Items from a dataset:
•••

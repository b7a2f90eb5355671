use std::sync::Arc;

use axum::extract::{Path, Query, State};
use axum::http::HeaderMap;
use axum::Json;
use serde::Deserialize;
use serde_json::{json, Value};

use crate::core::errors::ApiError;
use crate::core::security::require_api_key;
use crate::state::AppState;
use crate::store::Alert;

#[derive(Debug, Default, Deserialize)]
pub struct AlertsQuery {
    #[serde(default)]
    pub unacknowledged: bool,
}

pub async fn list(
    State(state): State<Arc<AppState>>,
    headers: HeaderMap,
    Query(query): Query<AlertsQuery>,
) -> Result<Json<Vec<Alert>>, ApiError> {
    require_api_key(&headers, &state.api_token)?;

    let alerts = state.store.list_alerts(query.unacknowledged).await?;
    Ok(Json(alerts))
}

pub async fn acknowledge(
    State(state): State<Arc<AppState>>,
    headers: HeaderMap,
    Path(id): Path<String>,
) -> Result<Json<Value>, ApiError> {
    require_api_key(&headers, &state.api_token)?;

    if !state.store.acknowledge_alert(&id).await? {
        return Err(ApiError::NotFound(format!(
            "no unacknowledged alert with id '{}'",
            id
        )));
    }
    Ok(Json(json!({ "acknowledged": id })))
}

•••

» Task goal
Every line from the one that has "#[derive(Debug, Default, Deserialize)]" down to the last line above must be written out exactly, with both ends included and nothing else.

» Exercise response
#[derive(Debug, Default, Deserialize)]
pub struct AlertsQuery {
    #[serde(default)]
    pub unacknowledged: bool,
}

pub async fn list(
    State(state): State<Arc<AppState>>,
    headers: HeaderMap,
    Query(query): Query<AlertsQuery>,
) -> Result<Json<Vec<Alert>>, ApiError> {
    require_api_key(&headers, &state.api_token)?;

    let alerts = state.store.list_alerts(query.unacknowledged).await?;
    Ok(Json(alerts))
}

pub async fn acknowledge(
    State(state): State<Arc<AppState>>,
    headers: HeaderMap,
    Path(id): Path<String>,
) -> Result<Json<Value>, ApiError> {
    require_api_key(&headers, &state.api_token)?;

    if !state.store.acknowledge_alert(&id).await? {
        return Err(ApiError::NotFound(format!(
            "no unacknowledged alert with id '{}'",
            id
        )));
    }
    Ok(Json(json!({ "acknowledged": id })))
}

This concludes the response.